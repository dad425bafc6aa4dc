//! # Fenestra CLI Application
//!
//! Terminal front-end for the aluminium window/door estimator. Walks through
//! the same form the web UI presents, one field per prompt, then prints the
//! estimate and quotation with 2-decimal display rounding plus the raw JSON.
//!
//! Every numeric prompt accepts free text; junk coerces to zero in the forms
//! layer, exactly as the engine promises. Unknown glass or profile names
//! abort with a structured error.

use std::io::{self, BufRead, Write};
use std::path::Path;

use quote_core::calculations::{compute_estimate, compute_quotation};
use quote_core::file_io::{load_store, save_store, FileLock};
use quote_core::forms::{RawChargesForm, RawEstimateForm};
use quote_core::materials::{Finish, GlassType, MaterialRates, Profile};
use quote_core::project::ProjectStore;

const STORE_PATH: &str = "quotes.fen";

fn prompt(label: &str, default: &str) -> String {
    print!("{} [{}]: ", label, default);
    if io::stdout().flush().is_err() {
        return default.to_string();
    }

    let mut input = String::new();
    if io::stdin().lock().read_line(&mut input).is_err() {
        return default.to_string();
    }

    let trimmed = input.trim();
    if trimmed.is_empty() {
        default.to_string()
    } else {
        trimmed.to_string()
    }
}

fn options_line<T: std::fmt::Display>(options: &[T]) -> String {
    options
        .iter()
        .map(|o| o.to_string())
        .collect::<Vec<_>>()
        .join(" / ")
}

fn operator_id() -> String {
    std::env::var("USER")
        .or_else(|_| std::env::var("USERNAME"))
        .unwrap_or_else(|_| "operator".to_string())
}

fn main() {
    println!("Fenestra CLI - Window & Door Quotation");
    println!("======================================");
    println!();
    println!("Glass types: {}", options_line(&GlassType::ALL));
    println!("Profiles:    {}", options_line(&Profile::ALL));
    println!("Finishes:    {}", options_line(&Finish::ALL));
    println!();

    let form = RawEstimateForm {
        width_mm: prompt("Width (mm)", "900"),
        height_mm: prompt("Height (mm)", "1200"),
        glass_type: prompt("Glass type", "Clear"),
        glass_thickness_mm: prompt("Glass thickness (mm)", "5"),
        profile: prompt("Profile series", "Series 60"),
        finish: prompt("Finish", "Powder Coated"),
        cost_per_kg: prompt("Cost per kg", "300"),
        accessories_kg: prompt("Accessories weight (kg)", "2"),
        profit_margin_pct: prompt("Profit margin (%)", "10"),
        discount_pct: prompt("Discount (%)", "0"),
    };

    let input = match form.parse() {
        Ok(input) => input,
        Err(e) => {
            eprintln!("Error: {}", e);
            if let Ok(json) = serde_json::to_string_pretty(&e) {
                eprintln!();
                eprintln!("Error JSON:");
                eprintln!("{}", json);
            }
            std::process::exit(1);
        }
    };

    let charges = RawChargesForm {
        delivery_charge: prompt("Delivery charge", "0"),
        labor_charge: prompt("Labor charge", "0"),
        gst_percent: prompt("GST (%)", "18"),
    }
    .parse();

    let estimate = compute_estimate(&input, MaterialRates::standard());
    let quotation = compute_quotation(&estimate, &charges);

    println!();
    println!("═══════════════════════════════════════");
    println!("  ESTIMATE");
    println!("═══════════════════════════════════════");
    println!();
    println!("Opening:");
    println!("  Size:      {:.0} x {:.0} mm", input.width_mm, input.height_mm);
    println!("  Area:      {:.2} m²", estimate.area_m2);
    println!("  Perimeter: {:.2} m", estimate.perimeter_m);
    println!();
    println!("Weights:");
    println!(
        "  Glass ({}, {} mm): {:.2} kg",
        input.glass_type, input.glass_thickness_mm, estimate.glass_weight_kg
    );
    println!(
        "  Aluminium ({}):    {:.2} kg",
        input.profile, estimate.aluminium_weight_kg
    );
    println!("  Accessories:          {:.2} kg", estimate.accessories_kg);
    println!("  Total:                {:.2} kg", estimate.total_weight_kg);
    println!();
    println!("Cost ({}):", input.finish);
    println!("  Estimated: {:.2}", estimate.estimated_cost);
    println!(
        "  Final:     {:.2}  (margin {:.1}%, discount {:.1}%)",
        estimate.final_cost, input.profit_margin_pct, input.discount_pct
    );
    println!();
    println!("═══════════════════════════════════════");
    println!("  QUOTATION");
    println!("═══════════════════════════════════════");
    println!();
    println!("  Subtotal:    {:.2}", quotation.subtotal);
    println!("  GST {:.1}%:    {:.2}", charges.gst_percent, quotation.tax_amount);
    println!("  GRAND TOTAL: {:.2}", quotation.grand_total);
    println!("═══════════════════════════════════════");

    println!();
    println!("JSON Output:");
    let combined = serde_json::json!({ "estimate": estimate, "quotation": quotation });
    if let Ok(json) = serde_json::to_string_pretty(&combined) {
        println!("{}", json);
    }

    let record_name = prompt("Save inputs as (blank to skip)", "");
    if !record_name.is_empty() {
        if let Err(e) = save_to_store(&record_name, input) {
            eprintln!("Save failed: {}", e);
        }
    }
}

/// Save the input snapshot into the local quote store under a file lock.
fn save_to_store(
    name: &str,
    input: quote_core::EstimateInput,
) -> Result<(), quote_core::QuoteError> {
    let path = Path::new(STORE_PATH);
    let lock = FileLock::acquire(path, operator_id())?;

    let mut store = if path.exists() {
        load_store(path)?
    } else {
        ProjectStore::new("", operator_id())
    };

    store.save_record(name, input)?;
    save_store(&store, path)?;
    drop(lock);

    println!(
        "Saved '{}' to {} ({} record(s) kept)",
        name,
        STORE_PATH,
        store.record_count()
    );
    Ok(())
}
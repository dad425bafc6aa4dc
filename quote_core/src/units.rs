//! # Unit Types
//!
//! Type-safe wrappers for the measurement units the estimator works in.
//! Lightweight f64 newtypes, not a full units library: the domain uses a
//! small fixed set of metric units and JSON serialization must stay plain
//! numbers.
//!
//! Fabrication drawings give openings in millimeters; all densities and
//! weights are per meter / per square meter, so the only conversion that
//! matters is mm → m.
//!
//! ## Example
//!
//! ```rust
//! use quote_core::units::{Millimeters, Meters, SquareMeters};
//!
//! let width: Meters = Millimeters(900.0).into();
//! let height: Meters = Millimeters(1200.0).into();
//! assert_eq!(width.0, 0.9);
//!
//! let area: SquareMeters = width * height;
//! assert!((area.0 - 1.08).abs() < 1e-12);
//! ```

use serde::{Deserialize, Serialize};
use std::ops::{Add, Div, Mul, Sub};

/// Length in millimeters (raw form-field unit)
#[derive(Debug, Clone, Copy, PartialEq, PartialOrd, Default, Serialize, Deserialize)]
#[serde(transparent)]
pub struct Millimeters(pub f64);

/// Length in meters
#[derive(Debug, Clone, Copy, PartialEq, PartialOrd, Default, Serialize, Deserialize)]
#[serde(transparent)]
pub struct Meters(pub f64);

/// Area in square meters
#[derive(Debug, Clone, Copy, PartialEq, PartialOrd, Default, Serialize, Deserialize)]
#[serde(transparent)]
pub struct SquareMeters(pub f64);

/// Mass in kilograms
#[derive(Debug, Clone, Copy, PartialEq, PartialOrd, Default, Serialize, Deserialize)]
#[serde(transparent)]
pub struct Kilograms(pub f64);

impl From<Millimeters> for Meters {
    fn from(mm: Millimeters) -> Self {
        Meters(mm.0 / 1000.0)
    }
}

impl From<Meters> for Millimeters {
    fn from(m: Meters) -> Self {
        Millimeters(m.0 * 1000.0)
    }
}

/// Width × height gives an area
impl Mul for Meters {
    type Output = SquareMeters;
    fn mul(self, rhs: Meters) -> SquareMeters {
        SquareMeters(self.0 * rhs.0)
    }
}

macro_rules! impl_arithmetic {
    ($type:ty) => {
        impl Add for $type {
            type Output = Self;
            fn add(self, rhs: Self) -> Self::Output {
                Self(self.0 + rhs.0)
            }
        }

        impl Sub for $type {
            type Output = Self;
            fn sub(self, rhs: Self) -> Self::Output {
                Self(self.0 - rhs.0)
            }
        }

        impl Mul<f64> for $type {
            type Output = Self;
            fn mul(self, rhs: f64) -> Self::Output {
                Self(self.0 * rhs)
            }
        }

        impl Div<f64> for $type {
            type Output = Self;
            fn div(self, rhs: f64) -> Self::Output {
                Self(self.0 / rhs)
            }
        }

        impl $type {
            /// Get the raw f64 value
            pub fn value(self) -> f64 {
                self.0
            }

            /// Create from raw f64 value
            pub fn new(value: f64) -> Self {
                Self(value)
            }
        }
    };
}

impl_arithmetic!(Millimeters);
impl_arithmetic!(Meters);
impl_arithmetic!(SquareMeters);
impl_arithmetic!(Kilograms);

#[cfg(test)]
mod tests {
    use super::*;

    #[test]
    fn test_mm_to_meters() {
        let mm = Millimeters(1500.0);
        let m: Meters = mm.into();
        assert_eq!(m.0, 1.5);
    }

    #[test]
    fn test_meters_to_mm() {
        let m = Meters(0.75);
        let mm: Millimeters = m.into();
        assert_eq!(mm.0, 750.0);
    }

    #[test]
    fn test_area_from_lengths() {
        let area = Meters(2.0) * Meters(1.5);
        assert_eq!(area.0, 3.0);
    }

    #[test]
    fn test_arithmetic() {
        let a = Kilograms(10.0);
        let b = Kilograms(4.0);
        assert_eq!((a + b).0, 14.0);
        assert_eq!((a - b).0, 6.0);
        assert_eq!((a * 2.0).0, 20.0);
        assert_eq!((a / 2.0).0, 5.0);
    }

    #[test]
    fn test_serialization() {
        let m = Meters(4.2);
        let json = serde_json::to_string(&m).unwrap();
        assert_eq!(json, "4.2");

        let roundtrip: Meters = serde_json::from_str(&json).unwrap();
        assert_eq!(m, roundtrip);
    }
}
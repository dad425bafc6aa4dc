//! # Form Field Parsing
//!
//! The UI collects every numeric field as free text. This module is the
//! single place that text is turned into engine inputs, with the defensive
//! contract the estimator promises: malformed or empty numerics coerce to
//! zero and never error, while unrecognized glass or profile names fail
//! fast with `QuoteError::MaterialNotFound`.
//!
//! ## Example
//!
//! ```rust
//! use quote_core::forms::{parse_amount, RawEstimateForm};
//!
//! assert_eq!(parse_amount("1,250.5"), 1250.5);
//! assert_eq!(parse_amount(""), 0.0);
//! assert_eq!(parse_amount("abc"), 0.0);
//!
//! let form = RawEstimateForm {
//!     width_mm: "900".to_string(),
//!     height_mm: "1200".to_string(),
//!     glass_type: "clear".to_string(),
//!     glass_thickness_mm: "5".to_string(),
//!     profile: "Series 60".to_string(),
//!     finish: "powder coated".to_string(),
//!     cost_per_kg: "300".to_string(),
//!     accessories_kg: "".to_string(),
//!     profit_margin_pct: "10".to_string(),
//!     discount_pct: "".to_string(),
//! };
//! let input = form.parse().unwrap();
//! assert_eq!(input.width_mm, 900.0);
//! assert_eq!(input.accessories_kg, 0.0);
//! ```

use serde::{Deserialize, Serialize};

use crate::calculations::estimate::EstimateInput;
use crate::calculations::quotation::QuotationCharges;
use crate::errors::QuoteResult;
use crate::materials::{Finish, GlassType, Profile};

/// Parse a free-text amount, coercing anything unparseable to 0.
///
/// Accepts comma thousands separators ("1,250.5"). Never errors.
pub fn parse_amount(raw: &str) -> f64 {
    raw.trim().replace(',', "").parse().unwrap_or(0.0)
}

/// Parse a free-text whole-millimeter value, coercing junk to 0.
pub fn parse_whole_mm(raw: &str) -> u32 {
    raw.trim().replace(',', "").parse().unwrap_or(0)
}

/// The estimate form exactly as the user typed it.
///
/// Field names mirror [`EstimateInput`]; every value is a string because
/// that is what a text field holds.
#[derive(Debug, Clone, Default, Serialize, Deserialize)]
pub struct RawEstimateForm {
    pub width_mm: String,
    pub height_mm: String,
    pub glass_type: String,
    pub glass_thickness_mm: String,
    pub profile: String,
    pub finish: String,
    pub cost_per_kg: String,
    pub accessories_kg: String,
    pub profit_margin_pct: String,
    pub discount_pct: String,
}

impl RawEstimateForm {
    /// Convert the raw form into an [`EstimateInput`].
    ///
    /// Numeric fields coerce to zero; glass type and profile fail fast on
    /// unknown names; finish is permissive (unknown → powder coated).
    pub fn parse(&self) -> QuoteResult<EstimateInput> {
        Ok(EstimateInput {
            width_mm: parse_amount(&self.width_mm),
            height_mm: parse_amount(&self.height_mm),
            glass_type: GlassType::from_str_flexible(&self.glass_type)?,
            glass_thickness_mm: parse_whole_mm(&self.glass_thickness_mm),
            profile: Profile::from_str_flexible(&self.profile)?,
            finish: Finish::from_str_flexible(&self.finish),
            cost_per_kg: parse_amount(&self.cost_per_kg),
            accessories_kg: parse_amount(&self.accessories_kg),
            profit_margin_pct: parse_amount(&self.profit_margin_pct),
            discount_pct: parse_amount(&self.discount_pct),
        })
    }
}

/// The quotation charges form as typed.
#[derive(Debug, Clone, Default, Serialize, Deserialize)]
pub struct RawChargesForm {
    pub delivery_charge: String,
    pub labor_charge: String,
    pub gst_percent: String,
}

impl RawChargesForm {
    /// Convert the raw form into [`QuotationCharges`]. Never errors.
    pub fn parse(&self) -> QuotationCharges {
        QuotationCharges {
            delivery_charge: parse_amount(&self.delivery_charge),
            labor_charge: parse_amount(&self.labor_charge),
            gst_percent: parse_amount(&self.gst_percent),
        }
    }
}

#[cfg(test)]
mod tests {
    use super::*;

    fn filled_form() -> RawEstimateForm {
        RawEstimateForm {
            width_mm: "900".to_string(),
            height_mm: "1200".to_string(),
            glass_type: "Clear".to_string(),
            glass_thickness_mm: "5".to_string(),
            profile: "Series 60".to_string(),
            finish: "Powder Coated".to_string(),
            cost_per_kg: "300".to_string(),
            accessories_kg: "0".to_string(),
            profit_margin_pct: "10".to_string(),
            discount_pct: "0".to_string(),
        }
    }

    #[test]
    fn test_parse_amount_coercion() {
        assert_eq!(parse_amount("42.5"), 42.5);
        assert_eq!(parse_amount("  300  "), 300.0);
        assert_eq!(parse_amount("1,08,500"), 108500.0);
        assert_eq!(parse_amount(""), 0.0);
        assert_eq!(parse_amount("abc"), 0.0);
        assert_eq!(parse_amount("12abc"), 0.0);
    }

    #[test]
    fn test_parse_whole_mm_coercion() {
        assert_eq!(parse_whole_mm("5"), 5);
        assert_eq!(parse_whole_mm(""), 0);
        assert_eq!(parse_whole_mm("5.5"), 0);
        assert_eq!(parse_whole_mm("-4"), 0);
    }

    #[test]
    fn test_parse_valid_form() {
        let input = filled_form().parse().unwrap();
        assert_eq!(input.width_mm, 900.0);
        assert_eq!(input.glass_type, GlassType::Clear);
        assert_eq!(input.profile, Profile::Series60);
        assert_eq!(input.finish, Finish::PowderCoated);
    }

    #[test]
    fn test_blank_numerics_coerce_to_zero() {
        let mut form = filled_form();
        form.width_mm = "".to_string();
        form.cost_per_kg = "three hundred".to_string();
        let input = form.parse().unwrap();
        assert_eq!(input.width_mm, 0.0);
        assert_eq!(input.cost_per_kg, 0.0);
    }

    #[test]
    fn test_unknown_profile_fails_fast() {
        let mut form = filled_form();
        form.profile = "Series 99".to_string();
        let err = form.parse().unwrap_err();
        assert_eq!(err.error_code(), "MATERIAL_NOT_FOUND");
    }

    #[test]
    fn test_unknown_glass_fails_fast() {
        let mut form = filled_form();
        form.glass_type = "frosted".to_string();
        assert!(form.parse().is_err());
    }

    #[test]
    fn test_unknown_finish_defaults_to_powder_coated() {
        let mut form = filled_form();
        form.finish = "matte black".to_string();
        let input = form.parse().unwrap();
        assert_eq!(input.finish, Finish::PowderCoated);
    }

    #[test]
    fn test_charges_form_never_errors() {
        let charges = RawChargesForm {
            delivery_charge: "500".to_string(),
            labor_charge: "".to_string(),
            gst_percent: "18%".to_string(),
        };
        let parsed = charges.parse();
        assert_eq!(parsed.delivery_charge, 500.0);
        assert_eq!(parsed.labor_charge, 0.0);
        // "18%" is not numeric; coerces to zero like any other junk
        assert_eq!(parsed.gst_percent, 0.0);
    }
}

**WHAT YOU SHOULD DO**. Search the records for the word "engine" and copy every line where it occurs.

**TASK ANSWER**.
//! layer, exactly as the engine promises. Unknown glass or profile names
//! single place that text is turned into engine inputs, with the defensive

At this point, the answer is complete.